Titz hatte nach dem Sieg gegen Schalke ein Dauerlächeln auf den Lippen. „Es war eine extreme Achterbahnfahrt, aber nach dem Sonntagsschuss von Hunt haben wir den Sieg verdient“, sagte der 47-jährige Coach.
Aaron Hunt sicherte den ersten Erfolg im dritten Spiel unter Titz mit einem satten Weitschuss (84.) – und der Volkspark bebte. „Immer 1. Liga“ hallte es aus der Nordkurve. Zuvor hatten Filip Kostic (17.) und Lewis Holtby (52.) für den HSV getroffen. „Die Art und Weise, wie wir Fußball spielen, tut allen richtig gut. Wir kloppen nicht das Ding nach vorn, wir haben Ballbesitz – das ist attraktiver Fußball“, meinte Holtby, der vor Titz’ Amtsantritt schon ausgemustert war. „Es ist in dieser Saison das erste Mal, dass wir richtig Fußball spielen. Der Trainer hat einen großen Anteil daran“, lobte Hunt.
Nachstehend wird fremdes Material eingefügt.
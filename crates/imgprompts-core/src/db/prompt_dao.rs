//! 提示词数据访问层
//!
//! 所有读取路径都带 `deleted_at IS NULL` 条件；
//! 只有 `count_prompts_unscoped` 与 `purge_deleted_prompts` 会看到软删除的记录。

use std::collections::HashMap;

use rusqlite::{params, Connection, OptionalExtension, Row};

use crate::models::prompt::{join_image_urls, normalize_structure_analysis};
use crate::models::{
    now_iso8601, CreatePrompt, DuplicateCheck, ModelCount, PaginatedResult, PaginationParams,
    Prompt, PromptFilter, PromptSortOptions, PromptStats, Tag, UpdatePrompt,
};
use crate::utils::error::{AppError, AppResult};
use crate::utils::sanitize::like_pattern;

use super::connection::Database;
use super::tag_dao::{get_or_create_tags_in, row_to_tag};

/// 最近提示词默认数量
pub const DEFAULT_RECENT_LIMIT: u32 = 10;
/// 最近提示词最大数量
pub const MAX_RECENT_LIMIT: u32 = 50;

const PROMPT_COLUMNS: &str = "p.id, p.created_at, p.updated_at, p.deleted_at, p.prompt_text, \
     p.negative_prompt, p.model_name, p.input_image_url, p.output_image_url, p.is_public, \
     p.style_description, p.usage_scenario, p.atmosphere_description, p.expressive_intent, \
     p.structure_analysis";

/// 从数据库行映射到 Prompt 结构（不含标签）
fn row_to_prompt(row: &Row<'_>) -> rusqlite::Result<Prompt> {
    Ok(Prompt {
        id: row.get("id")?,
        created_at: row.get("created_at")?,
        updated_at: row.get("updated_at")?,
        deleted_at: row.get("deleted_at")?,
        prompt_text: row.get("prompt_text")?,
        negative_prompt: row.get("negative_prompt")?,
        model_name: row.get("model_name")?,
        input_image_url: row.get("input_image_url")?,
        output_image_url: row.get("output_image_url")?,
        is_public: row.get("is_public")?,
        style_description: row.get("style_description")?,
        usage_scenario: row.get("usage_scenario")?,
        atmosphere_description: row.get("atmosphere_description")?,
        expressive_intent: row.get("expressive_intent")?,
        structure_analysis: row.get("structure_analysis")?,
        tags: Vec::new(),
    })
}

fn placeholders(n: usize) -> String {
    vec!["?"; n].join(", ")
}

/// 批量加载提示词的标签，按关联顺序
fn load_tags(conn: &Connection, prompt_ids: &[i64]) -> AppResult<HashMap<i64, Vec<Tag>>> {
    let mut map: HashMap<i64, Vec<Tag>> = HashMap::new();
    if prompt_ids.is_empty() {
        return Ok(map);
    }

    let sql = format!(
        r#"
        SELECT pt.prompt_id, t.id, t.name, t.created_at
        FROM prompt_tags pt
        JOIN tags t ON t.id = pt.tag_id
        WHERE pt.prompt_id IN ({})
        ORDER BY pt.rowid
        "#,
        placeholders(prompt_ids.len())
    );
    let mut stmt = conn.prepare(&sql)?;
    let rows = stmt.query_map(rusqlite::params_from_iter(prompt_ids.iter()), |row| {
        Ok((row.get::<_, i64>("prompt_id")?, row_to_tag(row)?))
    })?;

    for row in rows {
        let (prompt_id, tag) = row?;
        map.entry(prompt_id).or_default().push(tag);
    }

    Ok(map)
}

fn attach_tags(conn: &Connection, mut prompts: Vec<Prompt>) -> AppResult<Vec<Prompt>> {
    let ids: Vec<i64> = prompts.iter().map(|p| p.id).collect();
    let mut tags = load_tags(conn, &ids)?;
    for prompt in &mut prompts {
        prompt.tags = tags.remove(&prompt.id).unwrap_or_default();
    }
    Ok(prompts)
}

fn find_prompt(conn: &Connection, id: i64) -> AppResult<Option<Prompt>> {
    let sql = format!(
        "SELECT {} FROM prompts p WHERE p.id = ?1 AND p.deleted_at IS NULL",
        PROMPT_COLUMNS
    );
    let prompt = conn.query_row(&sql, params![id], row_to_prompt).optional()?;

    match prompt {
        Some(p) => Ok(attach_tags(conn, vec![p])?.pop()),
        None => Ok(None),
    }
}

fn get_prompt_in(conn: &Connection, id: i64) -> AppResult<Prompt> {
    find_prompt(conn, id)?.ok_or_else(|| AppError::NotFound("提示词不存在".to_string()))
}

/// 用给定标签名替换提示词的全部标签关联
fn replace_prompt_tags(conn: &Connection, prompt_id: i64, tag_names: &[String]) -> AppResult<()> {
    let tags = get_or_create_tags_in(conn, tag_names)?;

    conn.execute("DELETE FROM prompt_tags WHERE prompt_id = ?1", params![prompt_id])?;

    let mut stmt =
        conn.prepare("INSERT OR IGNORE INTO prompt_tags (prompt_id, tag_id) VALUES (?1, ?2)")?;
    for tag in &tags {
        stmt.execute(params![prompt_id, tag.id])?;
    }

    Ok(())
}

fn validate_prompt_text(text: &str) -> AppResult<()> {
    if text.trim().is_empty() {
        return Err(AppError::Validation("提示词内容不能为空".to_string()));
    }
    Ok(())
}
//! 标签接口

use axum::extract::{Path, State};
use axum::Json;

use imgprompts_core::models::{Tag, TagStats};

use crate::binding::{CreateTagRequest, FormFields, Payload};
use crate::utils::{message_only, success, success_with_message, ApiError, ApiResponse, ApiResult};
use crate::AppState;

use super::{parse_id, run_blocking};

/// 创建标签，同名标签已存在时直接返回
pub async fn create_tag(
    State(state): State<AppState>,
    Payload(req): Payload<CreateTagRequest>,
) -> ApiResult<Json<ApiResponse<Tag>>> {
    if req.name.trim().is_empty() {
        return Err(ApiError::BadRequest("请提供标签名称".to_string()));
    }

    let db = state.db.clone();
    let tag = run_blocking(move || db.create_tag(&req.name)).await?;
    Ok(success_with_message("创建成功", tag))
}

/// 获取所有标签
pub async fn list_tags(State(state): State<AppState>) -> ApiResult<Json<ApiResponse<Vec<Tag>>>> {
    let db = state.db.clone();
    let tags = run_blocking(move || db.get_all_tags()).await?;
    Ok(success(tags))
}

/// 按名称模糊搜索标签
pub async fn search_tags(
    State(state): State<AppState>,
    query: FormFields,
) -> ApiResult<Json<ApiResponse<Vec<Tag>>>> {
    let keyword = query.get("keyword").unwrap_or_default().to_string();

    let db = state.db.clone();
    let tags = run_blocking(move || db.search_tags(&keyword)).await?;
    Ok(success(tags))
}

/// 标签统计
pub async fn tag_stats(State(state): State<AppState>) -> ApiResult<Json<ApiResponse<TagStats>>> {
    let db = state.db.clone();
    let stats = run_blocking(move || db.tag_stats()).await?;
    Ok(success(stats))
}

pub async fn get_tag(
    State(state): State<AppState>,
    Path(id): Path<String>,
) -> ApiResult<Json<ApiResponse<Tag>>> {
    let id = parse_id(&id)?;

    let db = state.db.clone();
    let tag = run_blocking(move || db.get_tag(id)).await?;
    Ok(success(tag))
}

/// 删除标签，仍被提示词引用时返回 409
pub async fn delete_tag(
    State(state): State<AppState>,
    Path(id): Path<String>,
) -> ApiResult<Json<ApiResponse<()>>> {
    let id = parse_id(&id)?;

    let db = state.db.clone();
    run_blocking(move || db.delete_tag(id)).await?;
    Ok(message_only("删除成功"))
}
Titz und Holtby herzten sich besonders lang nach dem ersten Sieg seit 132 Tagen. „Wir wollen das Spiel in Hoffenheim gewinnen, wollen das Unmögliche möglich machen. Wenn wir als Team zusammenstehen und mutig Fußball spielen, können wir es schaffen“, betonte Holtby. „Wir sind der HSV.“
Zwei Relegationen meisterten die Hanseaten einst – aber dieses Mal würde es wirklich einem kleinen Wunder gleichen, wenn es nach einer schwachen Saison noch zum Happy End reichen würde. „Es hat sich nichts geändert, wir glauben an uns und geben nicht auf, werden aber nicht in Euphorie verfallen“, betonte Titz, der in Hoffenheim auf den gelb-gesperrten Verteidiger Kyriakos Papadopoulos verzichten muss.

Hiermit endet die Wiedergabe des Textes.